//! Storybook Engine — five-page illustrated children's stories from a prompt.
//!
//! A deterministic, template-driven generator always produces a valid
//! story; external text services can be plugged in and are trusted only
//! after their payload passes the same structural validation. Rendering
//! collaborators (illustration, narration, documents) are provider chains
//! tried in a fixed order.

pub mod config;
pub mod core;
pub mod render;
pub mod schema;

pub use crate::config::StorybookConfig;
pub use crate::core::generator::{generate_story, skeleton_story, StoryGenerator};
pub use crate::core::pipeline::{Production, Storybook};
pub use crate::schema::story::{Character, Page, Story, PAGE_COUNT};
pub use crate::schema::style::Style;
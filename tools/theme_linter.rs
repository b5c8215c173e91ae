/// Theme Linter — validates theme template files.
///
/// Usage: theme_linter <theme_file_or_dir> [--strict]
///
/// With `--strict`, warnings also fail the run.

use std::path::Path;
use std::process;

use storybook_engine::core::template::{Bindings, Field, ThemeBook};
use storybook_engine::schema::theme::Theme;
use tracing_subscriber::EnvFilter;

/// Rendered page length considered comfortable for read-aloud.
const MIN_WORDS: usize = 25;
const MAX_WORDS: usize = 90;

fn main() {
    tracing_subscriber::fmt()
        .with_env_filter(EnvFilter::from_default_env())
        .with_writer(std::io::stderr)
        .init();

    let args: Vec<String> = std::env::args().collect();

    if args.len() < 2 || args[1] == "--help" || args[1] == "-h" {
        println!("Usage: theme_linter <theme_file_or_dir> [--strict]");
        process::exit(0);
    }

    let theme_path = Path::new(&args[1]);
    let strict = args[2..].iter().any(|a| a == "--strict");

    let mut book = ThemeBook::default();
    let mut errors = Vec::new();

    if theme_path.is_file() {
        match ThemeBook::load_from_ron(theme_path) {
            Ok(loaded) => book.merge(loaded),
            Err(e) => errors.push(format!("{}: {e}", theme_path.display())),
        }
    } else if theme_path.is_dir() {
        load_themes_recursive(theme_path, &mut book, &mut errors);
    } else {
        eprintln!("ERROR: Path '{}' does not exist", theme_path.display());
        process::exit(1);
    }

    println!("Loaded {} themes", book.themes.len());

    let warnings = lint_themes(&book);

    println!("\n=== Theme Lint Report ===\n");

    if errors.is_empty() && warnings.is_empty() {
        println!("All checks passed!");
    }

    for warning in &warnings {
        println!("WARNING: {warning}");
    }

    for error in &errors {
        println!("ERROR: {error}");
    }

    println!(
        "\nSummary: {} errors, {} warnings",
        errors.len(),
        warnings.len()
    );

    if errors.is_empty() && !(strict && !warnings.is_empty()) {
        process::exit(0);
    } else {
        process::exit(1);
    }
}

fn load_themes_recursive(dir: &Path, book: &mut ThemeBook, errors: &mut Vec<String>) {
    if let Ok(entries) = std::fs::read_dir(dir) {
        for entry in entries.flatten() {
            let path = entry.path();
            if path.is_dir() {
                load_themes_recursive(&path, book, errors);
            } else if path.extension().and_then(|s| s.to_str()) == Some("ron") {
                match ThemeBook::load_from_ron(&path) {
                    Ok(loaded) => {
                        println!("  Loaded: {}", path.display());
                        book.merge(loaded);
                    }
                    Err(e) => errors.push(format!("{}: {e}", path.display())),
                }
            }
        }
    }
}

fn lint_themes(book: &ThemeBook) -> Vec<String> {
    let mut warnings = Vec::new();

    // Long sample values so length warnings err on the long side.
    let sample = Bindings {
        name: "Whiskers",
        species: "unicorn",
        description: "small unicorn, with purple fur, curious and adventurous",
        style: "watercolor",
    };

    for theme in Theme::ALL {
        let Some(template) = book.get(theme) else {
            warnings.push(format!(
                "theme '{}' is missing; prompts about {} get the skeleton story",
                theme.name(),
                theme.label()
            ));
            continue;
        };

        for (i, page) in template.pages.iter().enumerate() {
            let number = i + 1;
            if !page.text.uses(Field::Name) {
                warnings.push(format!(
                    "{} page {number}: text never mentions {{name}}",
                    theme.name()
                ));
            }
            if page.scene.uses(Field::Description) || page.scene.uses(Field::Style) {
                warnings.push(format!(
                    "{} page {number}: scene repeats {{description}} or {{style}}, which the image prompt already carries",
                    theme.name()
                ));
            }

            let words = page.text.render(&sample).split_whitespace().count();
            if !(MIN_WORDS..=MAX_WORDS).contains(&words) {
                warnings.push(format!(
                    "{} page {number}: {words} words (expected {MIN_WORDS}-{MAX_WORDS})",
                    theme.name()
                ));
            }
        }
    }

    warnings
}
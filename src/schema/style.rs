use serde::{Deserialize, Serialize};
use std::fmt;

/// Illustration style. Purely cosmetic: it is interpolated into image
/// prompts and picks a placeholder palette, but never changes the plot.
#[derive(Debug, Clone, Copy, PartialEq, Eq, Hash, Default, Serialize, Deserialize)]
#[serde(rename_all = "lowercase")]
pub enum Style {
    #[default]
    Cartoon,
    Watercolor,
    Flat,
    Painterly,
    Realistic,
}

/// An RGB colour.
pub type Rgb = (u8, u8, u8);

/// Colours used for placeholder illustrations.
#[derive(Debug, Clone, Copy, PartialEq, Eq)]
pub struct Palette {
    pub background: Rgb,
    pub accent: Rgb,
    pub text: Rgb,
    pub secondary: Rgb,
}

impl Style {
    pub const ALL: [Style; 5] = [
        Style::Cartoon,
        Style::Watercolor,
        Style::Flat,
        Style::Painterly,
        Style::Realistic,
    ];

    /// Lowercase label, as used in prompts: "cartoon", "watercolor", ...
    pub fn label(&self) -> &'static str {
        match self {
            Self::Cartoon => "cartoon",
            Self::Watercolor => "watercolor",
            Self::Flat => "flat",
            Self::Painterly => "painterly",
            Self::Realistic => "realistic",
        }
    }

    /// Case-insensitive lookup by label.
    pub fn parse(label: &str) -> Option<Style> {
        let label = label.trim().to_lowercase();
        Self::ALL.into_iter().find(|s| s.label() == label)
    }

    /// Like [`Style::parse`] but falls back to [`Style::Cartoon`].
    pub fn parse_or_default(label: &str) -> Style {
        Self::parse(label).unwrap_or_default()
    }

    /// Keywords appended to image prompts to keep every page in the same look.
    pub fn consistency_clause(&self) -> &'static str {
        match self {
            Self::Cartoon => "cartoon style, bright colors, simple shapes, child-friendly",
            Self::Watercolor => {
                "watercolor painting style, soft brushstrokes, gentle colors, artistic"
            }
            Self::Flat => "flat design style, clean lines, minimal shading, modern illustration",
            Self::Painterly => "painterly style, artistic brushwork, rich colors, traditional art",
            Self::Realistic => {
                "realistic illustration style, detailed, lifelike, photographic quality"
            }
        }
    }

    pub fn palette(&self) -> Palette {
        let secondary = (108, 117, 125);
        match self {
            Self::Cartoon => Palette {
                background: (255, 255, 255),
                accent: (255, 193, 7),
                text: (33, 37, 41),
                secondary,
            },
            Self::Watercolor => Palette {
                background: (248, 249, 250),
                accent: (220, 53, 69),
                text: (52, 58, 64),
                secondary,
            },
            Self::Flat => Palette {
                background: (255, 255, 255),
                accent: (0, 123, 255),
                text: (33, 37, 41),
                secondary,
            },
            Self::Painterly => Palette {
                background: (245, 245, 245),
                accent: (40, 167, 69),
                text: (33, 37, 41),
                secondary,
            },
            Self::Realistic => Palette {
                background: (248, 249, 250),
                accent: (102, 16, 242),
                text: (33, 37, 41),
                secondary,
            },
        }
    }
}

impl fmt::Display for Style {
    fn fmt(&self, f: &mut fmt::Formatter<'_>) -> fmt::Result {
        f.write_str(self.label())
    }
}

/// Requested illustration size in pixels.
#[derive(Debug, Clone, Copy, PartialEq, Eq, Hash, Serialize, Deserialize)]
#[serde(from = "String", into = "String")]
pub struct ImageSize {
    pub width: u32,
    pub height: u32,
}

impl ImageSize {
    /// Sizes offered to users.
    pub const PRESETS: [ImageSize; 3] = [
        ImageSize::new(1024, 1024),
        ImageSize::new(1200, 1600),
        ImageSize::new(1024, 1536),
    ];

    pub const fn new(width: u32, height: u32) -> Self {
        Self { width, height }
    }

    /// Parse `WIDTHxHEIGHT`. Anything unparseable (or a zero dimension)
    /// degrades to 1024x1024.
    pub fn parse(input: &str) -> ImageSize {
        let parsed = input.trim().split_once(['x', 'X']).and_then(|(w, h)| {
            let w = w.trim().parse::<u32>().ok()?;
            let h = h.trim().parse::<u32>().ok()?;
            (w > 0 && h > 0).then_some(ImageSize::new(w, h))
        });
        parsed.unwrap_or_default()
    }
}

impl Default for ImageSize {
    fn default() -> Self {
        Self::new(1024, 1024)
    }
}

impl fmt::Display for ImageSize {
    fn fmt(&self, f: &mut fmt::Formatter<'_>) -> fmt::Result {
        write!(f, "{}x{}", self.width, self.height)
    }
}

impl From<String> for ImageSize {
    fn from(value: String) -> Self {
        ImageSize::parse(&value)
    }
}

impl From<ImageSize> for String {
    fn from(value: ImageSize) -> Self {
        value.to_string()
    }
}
□ □ □ □ □ □ □
• _THE TASK_:
Determine how many lines of the entries hold "else", and reply with that number only.

• _RESPONSE AREA_:
5